A mistake she’d never make again.
ON THE FLIGHT DECK, winds buffeted Michelle’s face. Jet engines roared in her ears and rattled her teeth, while the familiar heady scent of jet fumes filled her nostrils.
The sun put in its first appearance of the day, highlighting the light cloud cover with streaks of bright orange and pink.
A fine Navy day, as her father would say.
God, she loved this life. Nothing compared with a dawn launch off an aircraft carrier. She’d take that adrenaline rush over a man any day.
Pausing to check the safety of her 9-mm pistol, she placed the gun back in the holster pocket of her survival vest. Then ran a confident hand across the sleek underbelly of her assigned F-14 Tomcat. This was the point when she pushed aside all self-doubt and donned the persona of Xena Warrior Princess.
“I read the maintenance log,” Skeeter shouted above the din as she joined in the preflight walk-through. “The last pilot reported a problem with the left rudder, but the ground crew didn’t find anything.”
“Thanks, I’ll check it out.” Even though she trusted the “Vark fixers,” Michelle didn’t believe in leaving anything to chance. As a Navy pilot, she knew her plane inside and out.
Circling the aircraft, Michelle scanned the overall structural integrity of the jet. After she inspected the hydraulic gauges, she moved on to check the tires. And more importantly, she made sure the tailhook was pointed down. If the hook couldn’t catch the arresting wire and the jet couldn’t be diverted to a land base, the pilot had to fly into a steel-mesh-and-canvas-net barricade strung across the deck. A terrifying experience she could do without.
“You okay? You seem distracted,” Skeeter observed.
“Well, you know Captain Greene.”
“That bad, huh?”
“Worse.”
“I thought maybe you and Zach had a fight.”
Michelle didn’t respond at first, needing the few moments it took to round the plane and come up on the nose again. But finally she had to satisfy her curiosity. “What makes you think Zach and I are fighting?”
“For one thing,” Skeeter answered, “he keeps looking over here with those soulful blue eyes of his.”
Michelle feigned indifference, but from the look on her RIO’s face, Skeeter wasn’t buying it. She pushed on the nose of the Tomcat to make sure the cone wouldn’t flip up during the catapult launch and crack the windshield.
Her gaze darted toward Zach’s plane a few feet away. They made eye contact from where he crouched on the wing checking an access panel. But he didn’t offer a jaunty salute or wave as he normally would have.
The corner of her mouth turned up in a sad smile. “He always looks like that.”
“Maybe when he looks at you. Personally, I don’t know what you see in him,” Skeeter said.
“Nothing,” Michelle denied automatically. Skeeter was probably the only person she knew who wasn’t taken in by Zach’s charisma. “In fact, I’m putting in for a transfer when we get to Turkey. I’m thinking about joining the Nintendo generation and retraining to fly the F/A-18 Hornet,” Michelle confided. The thought hadn’t even occurred to her until she shaded her eyes to watch as one of the newer, more maneuverable jets landed on deck.
The pilots were younger, from a generation where working mothers were the norm, and less likely to see a female flier as a threat. Hell, as sobering as the thought was, they’d probably think of her as mom.
Motherhood. With thirty approaching at Mach speed, she couldn’t deny thinking about it a time or two lately. Mostly with regret for what would never be.

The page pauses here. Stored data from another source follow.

use std::path::PathBuf;

use clap::{Parser, Subcommand, ValueEnum};
use uuid::Uuid;

use crate::config::{Config, GatewayKind};
use crate::model::Stage;

#[derive(Debug, Parser)]
#[command(name = "water", version, about = "Track sanitation of water sources on a map")]
pub struct Cli {
    /// Config file (default: ~/.config/water/config.toml).
    #[arg(long, global = true, value_name = "PATH")]
    pub config: Option<PathBuf>,

    /// Override the configured gateway.
    #[arg(long, global = true, value_enum)]
    pub gateway: Option<GatewayArg>,

    /// Document path for the file gateway.
    #[arg(long, global = true, value_name = "PATH")]
    pub store: Option<PathBuf>,

    #[command(subcommand)]
    pub command: Command,
}

#[derive(Debug, Subcommand)]
pub enum Command {
    /// List every water source.
    List,
    /// Print the map pins and viewport as GeoJSON.
    Map,
    /// Show the sanitation steps of one water source.
    Show { id: Uuid },
    /// Mark sanitation steps done, in the given order.
    Mark {
        id: Uuid,
        #[arg(required = true, value_enum)]
        stages: Vec<StageArg>,
    },
    /// Show the info panel.
    Info,
    /// Save the sample water sources through the gateway.
    Seed,
}

#[derive(Debug, Clone, Copy, PartialEq, Eq, ValueEnum)]
pub enum GatewayArg {
    Memory,
    File,
}

#[derive(Debug, Clone, Copy, PartialEq, Eq, ValueEnum)]
pub enum StageArg {
    Boil,
    Disinfect,
    Filter,
}

impl From<StageArg> for Stage {
    fn from(stage: StageArg) -> Self {
        match stage {
            StageArg::Boil => Stage::Boil,
            StageArg::Disinfect => Stage::Disinfect,
            StageArg::Filter => Stage::Filter,
        }
    }
}

impl From<GatewayArg> for GatewayKind {
    fn from(gateway: GatewayArg) -> Self {
        match gateway {
            GatewayArg::Memory => GatewayKind::Memory,
            GatewayArg::File => GatewayKind::File,
        }
    }
}

impl Cli {
    /// Apply command-line overrides on top of the loaded config.
    pub fn apply_overrides(&self, config: &mut Config) {
        if let Some(gateway) = self.gateway {
            config.gateway.kind = gateway.into();
        }
        if let Some(store) = &self.store {
            config.gateway.path = Some(store.clone());
            // A store path only makes sense for the file gateway.
            if self.gateway.is_none() {
                config.gateway.kind = GatewayKind::File;
            }
        }
    }
}
//! Water-source details feature module.
//!
//! Editable view of one record: the three sanitation steps, each marked
//! done at most once and persisted right away.
//!
//! # Architecture
//!
//! Uses MVI (Model-View-Intent) pattern:
//! - `state.rs` - Record copy, disabled-predicates, completion alert
//! - `intent.rs` - Step taps, persistence, alert dismissal
//! - `reducer.rs` - State transitions and the save effect

mod intent;
mod reducer;
mod state;

pub use intent::DetailsIntent;
pub use reducer::DetailsReducer;
pub use state::{CompletionAlert, DetailsState};
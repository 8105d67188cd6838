use url::Url;

use crate::model::Author;
use crate::ui::mvi::UiState;

#[derive(Debug, Clone, Copy, PartialEq, Eq)]
pub struct InfoLink {
    pub title: &'static str,
    pub url: &'static str,
    pub footer: &'static str,
}

pub const CDC_GUIDANCE: InfoLink = InfoLink {
    title: "Making Water Safe in an Emergency",
    url: "https://www.cdc.gov/healthywater/emergency/making-water-safe.html",
    footer: "Learn about the different stages of cleaning water and how to make it clean for human consumption.",
};

pub const ABOUT_TEXT: &str = "This demo shows an approach to building apps with explicit dependency injection and unidirectional state management.";

#[derive(Debug, Clone, PartialEq, Default)]
pub struct InfoState {
    /// `None` until loaded, or if loading failed.
    pub author: Option<Author>,
}

impl UiState for InfoState {}

impl InfoState {
    pub fn guidance_url(&self) -> Option<Url> {
        Url::parse(CDC_GUIDANCE.url).ok()
    }
}
use async_trait::async_trait;
use parking_lot::Mutex;

use super::{GatewayError, WaterSourceGateway};
use crate::model::{seed, WaterSource};

/// In-process store. Saves update the record with the same id in place,
/// or append it when the id is new.
#[derive(Default)]
pub struct MemoryGateway {
    records: Mutex<Vec<WaterSource>>,
}

impl MemoryGateway {
    pub fn new(records: Vec<WaterSource>) -> Self {
        Self {
            records: Mutex::new(records),
        }
    }

    /// Store pre-filled with the sample records.
    pub fn seeded() -> Self {
        Self::new(seed::sample_watersources())
    }

    pub fn snapshot(&self) -> Vec<WaterSource> {
        self.records.lock().clone()
    }
}

#[async_trait]
impl WaterSourceGateway for MemoryGateway {
    fn name(&self) -> &'static str {
        "memory"
    }

    async fn list_water_sources(&self) -> Result<Vec<WaterSource>, GatewayError> {
        Ok(self.snapshot())
    }

    async fn save_water_source(&self, record: WaterSource) -> Result<(), GatewayError> {
        let mut records = self.records.lock();
        match records.iter_mut().find(|existing| existing.id == record.id) {
            Some(existing) => *existing = record,
            None => records.push(record),
        }
        Ok(())
    }
}

#[cfg(test)]
mod tests {
    use super::*;
    use crate::model::Stage;

    #[tokio::test]
    async fn save_updates_existing_record_in_place() {
        let gateway = MemoryGateway::seeded();
        let mut record = gateway.list_water_sources().await.unwrap()[1].clone();
        record.mark(Stage::Filter);

        gateway.save_water_source(record.clone()).await.unwrap();

        let records = gateway.list_water_sources().await.unwrap();
        assert_eq!(records.len(), 3);
        assert_eq!(records[1], record);
    }

    #[tokio::test]
    async fn save_appends_unknown_record() {
        let gateway = MemoryGateway::default();
        let record = seed::sample_watersources().remove(0);

        gateway.save_water_source(record.clone()).await.unwrap();

        assert_eq!(gateway.snapshot(), vec![record]);
    }
}
//! Read/write access to the remote water-source store.
//!
//! The state units only ever need two calls: fetch every record, and
//! persist one record. Implementations are injected explicitly through
//! [`crate::ui::AppEnv`].

mod error;
mod file;
mod memory;
mod recording;

use async_trait::async_trait;

use crate::model::WaterSource;

pub use error::GatewayError;
pub use file::{FileGateway, StoredWaterSource};
pub use memory::MemoryGateway;
pub use recording::RecordingGateway;

/// Gateway to the store that owns water-source records.
///
/// Reads always return the full collection and writes always carry the
/// whole record.
#[async_trait]
pub trait WaterSourceGateway: Send + Sync {
    /// Short name for logging.
    fn name(&self) -> &'static str;

    /// Fetch every record, in store order.
    async fn list_water_sources(&self) -> Result<Vec<WaterSource>, GatewayError>;

    /// Insert or replace the record with the same id.
    async fn save_water_source(&self, record: WaterSource) -> Result<(), GatewayError>;
}
use crate::model::WaterSource;
use crate::ui::mvi::Intent;

#[derive(Debug, Clone, PartialEq)]
pub enum WatersourceIntent {
    /// The record was edited in another state unit.
    ModelUpdated(WaterSource),
}

impl Intent for WatersourceIntent {}
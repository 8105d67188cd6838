//! Info panel feature module.
//!
//! Modal sheet with the author, a link to the CDC guidance on making
//! water safe, and a dismiss button that asks the parent to close it.

mod intent;
mod reducer;
mod state;

pub use intent::{InfoDelegate, InfoIntent};
pub use reducer::InfoReducer;
pub use state::{InfoLink, InfoState, ABOUT_TEXT, CDC_GUIDANCE};
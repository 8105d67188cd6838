use std::io::Write;

use tempfile::NamedTempFile;
use water::config::{Config, ConfigError, GatewayKind};
use water::geo::Region;

fn write_config(content: &str) -> NamedTempFile {
    let mut file = NamedTempFile::new().unwrap();
    file.write_all(content.as_bytes()).unwrap();
    file
}

#[test]
fn test_config_default_values() {
    let config = Config::default();
    assert_eq!(config.gateway.kind, GatewayKind::Memory);
    assert!(config.gateway.seed);
    assert!(config.gateway.path.is_none());
    assert_eq!(config.initial_region(), Region::WILMINGTON);
}

#[test]
fn test_config_path_ends_with_expected() {
    assert!(Config::config_path().ends_with("water/config.toml"));
}

#[test]
fn test_missing_file_falls_back_to_default() {
    let dir = tempfile::tempdir().unwrap();
    let config = Config::load_from(&dir.path().join("absent.toml")).unwrap();
    assert_eq!(config, Config::default());
}

#[test]
fn test_parse_file_gateway_and_map() {
    let file = write_config(
        r#"
[gateway]
kind = "file"
path = "/tmp/water.json"

[map]
latitude = 35.0
longitude = -80.5
latitude_delta = 2.0
"#,
    );
    let config = Config::load_from(file.path()).unwrap();

    assert_eq!(config.gateway.kind, GatewayKind::File);
    assert_eq!(config.gateway.path.as_deref(), Some(std::path::Path::new("/tmp/water.json")));
    assert!(config.gateway.seed);
    let region = config.initial_region();
    assert_eq!(region.location.longitude, -80.5);
    assert_eq!(region.span.latitude_delta, 2.0);
    assert_eq!(region.span.longitude_delta, Region::WILMINGTON.span.longitude_delta);
}

#[test]
fn test_empty_file_is_default() {
    let file = write_config("");
    assert_eq!(Config::load_from(file.path()).unwrap(), Config::default());
}

#[test]
fn test_unknown_gateway_kind_is_parse_error() {
    let file = write_config("[gateway]\nkind = \"cloud\"\n");
    let err = Config::load_from(file.path()).unwrap_err();
    assert!(matches!(err, ConfigError::ParseError { .. }));
}

#[test]
fn test_out_of_range_latitude_fails_validation() {
    let file = write_config("[map]\nlatitude = 91.0\n");
    let err = Config::load_from(file.path()).unwrap_err();
    match err {
        ConfigError::ValidationError { message } => assert!(message.contains("latitude")),
        other => panic!("expected validation error, got {other:?}"),
    }
}

#[test]
fn test_zero_span_fails_validation() {
    let mut config = Config::default();
    config.map.longitude_delta = 0.0;
    assert!(matches!(
        config.validate(),
        Err(ConfigError::ValidationError { .. })
    ));
}

#[test]
fn test_validate_reports_longitude_and_nan_span() {
    let mut config = Config::default();
    config.map.longitude = -180.5;
    match config.validate() {
        Err(ConfigError::ValidationError { message }) => assert!(message.contains("longitude")),
        other => panic!("expected validation error, got {other:?}"),
    }

    let mut config = Config::default();
    config.map.latitude_delta = f64::NAN;
    assert!(config.validate().is_err());
}
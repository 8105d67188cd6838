use uuid::Uuid;

use crate::model::WaterSource;
use crate::ui::mvi::UiState;

#[derive(Debug, Clone, PartialEq)]
pub struct WatersourceState {
    pub model: WaterSource,
}

impl UiState for WatersourceState {}

impl WatersourceState {
    pub fn new(model: WaterSource) -> Self {
        Self { model }
    }

    pub fn id(&self) -> Uuid {
        self.model.id
    }

    pub fn is_complete(&self) -> bool {
        self.model.is_complete()
    }
}
//! Per-screen search state: text, filters, results, and a transient notice.

use std::sync::Arc;

use crate::{
    card::{Card, Deck, DeckCardLink},
    catalog::{CatalogCard, CatalogProvider},
    persist::StoreError,
    runtime::handle::{DeckLedgerHandle, RuntimeError},
    types::ValidationError,
};

use super::{
    SearchConfig, SearchError,
    controller::{PredictiveSearchController, Suggestions},
    query::{FilterState, build_query},
};

/// Search state owned by one screen: text, filters, results, a transient
/// notice, and its own predictive controller.
pub struct SearchSession<P> {
    provider: Arc<P>,
    text: String,
    filters: FilterState,
    results: Vec<CatalogCard>,
    notice: Option<String>,
    predictive: PredictiveSearchController<P>,
}

impl<P: CatalogProvider> SearchSession<P> {
    /// Creates an empty session with its own predictive controller.
    pub fn new(provider: Arc<P>, config: &SearchConfig) -> Self {
        let predictive = PredictiveSearchController::new(Arc::clone(&provider), config);
        Self {
            provider,
            text: String::new(),
            filters: FilterState::default(),
            results: Vec::new(),
            notice: None,
            predictive,
        }
    }

    /// Current search text.
    pub fn text(&self) -> &str {
        &self.text
    }

    /// Updates the search text and restarts the autocomplete quiet period.
    pub fn set_text(&mut self, input: &str) {
        self.text = input.to_string();
        self.predictive.on_input(input);
    }

    /// Current filters.
    pub fn filters(&self) -> &FilterState {
        &self.filters
    }

    /// Mutable filters; changes apply on the next submit.
    pub fn filters_mut(&mut self) -> &mut FilterState {
        &mut self.filters
    }

    /// Results of the last successful search.
    pub fn results(&self) -> &[CatalogCard] {
        &self.results
    }

    /// Transient notice, if any.
    pub fn notice(&self) -> Option<&str> {
        self.notice.as_deref()
    }

    /// Returns and clears the transient notice.
    pub fn take_notice(&mut self) -> Option<String> {
        self.notice.take()
    }

    /// Latest autocomplete snapshot.
    pub fn suggestions(&self) -> Suggestions {
        self.predictive.state()
    }

    /// The session's predictive controller.
    pub fn predictive(&self) -> &PredictiveSearchController<P> {
        &self.predictive
    }

    /// The query [`SearchSession::submit`] would send.
    pub fn query(&self) -> String {
        build_query(&self.text, &self.filters)
    }

    /// Runs a full search with the current text and filters.
    ///
    /// An empty query clears results without a request. Rejected filters
    /// and failed requests both clear results and leave a notice.
    pub async fn submit(&mut self) -> Result<&[CatalogCard], SearchError> {
        if let Err(err) = self.filters.validate() {
            log::debug!("search rejected: {err}");
            self.results.clear();
            self.notice = Some(format!("Search failed: {err}"));
            return Err(err.into());
        }

        let query = self.query();
        if query.is_empty() {
            self.results.clear();
            return Ok(&self.results);
        }

        match self.provider.search(&query).await {
            Ok(cards) => {
                log::debug!("search {query:?} returned {} cards", cards.len());
                self.results = cards;
                Ok(&self.results)
            }
            Err(err) => {
                log::warn!("search {query:?} failed: {err}");
                self.results.clear();
                self.notice = Some(format!("Search failed: {err}"));
                Err(err.into())
            }
        }
    }

    /// Accepts a suggestion as the new text and searches with it.
    pub async fn select_suggestion(&mut self, suggestion: &str) -> Result<&[CatalogCard], SearchError> {
        self.text = suggestion.to_string();
        self.predictive.cancel();
        self.submit().await
    }

    /// Adds a search result to `deck`.
    ///
    /// Without a deck the add is refused. Success and failure both leave a
    /// notice; a failed add is never reported as added.
    pub async fn add_to_deck(
        &mut self,
        ledger: &DeckLedgerHandle,
        deck: Option<&Deck>,
        card: &CatalogCard,
    ) -> Result<DeckCardLink, RuntimeError> {
        let Some(deck) = deck else {
            self.notice = Some(ValidationError::NoDeckSelected.to_string());
            return Err(StoreError::from(ValidationError::NoDeckSelected).into());
        };

        match ledger.add_card(deck.id, Card::from(card)).await {
            Ok(link) => {
                self.notice = Some(format!("{} added to {}", card.name, deck.name));
                Ok(link)
            }
            Err(err) => {
                self.notice = Some(format!("Could not add {} to {}: {err}", card.name, deck.name));
                Err(err)
            }
        }
    }
}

A son with dark hair and blue eyes, toddling after his daddy…or a daughter, slipping her tiny hand into a much larger one…
“What about an F-14 squadron on the East Coast?” Skeeter asked.
A tidal wave of homesickness washed over Michelle for her home state of Virginia. For her mom and dad.
For forfeit fantasies.
“You don’t really want to fly with Bitchin’ Betty, instead of me, do you?” Skeeter persisted.
Michelle forced her attention back to her RIO, who was referring to the soft feminine voice of the computer system in the newer aircraft. The Hornet and the Super Hornet didn’t need a navigator. The pilot viewed operating systems from a four-inch screen with a touch pad, instead of having to scan countless dials and gauges.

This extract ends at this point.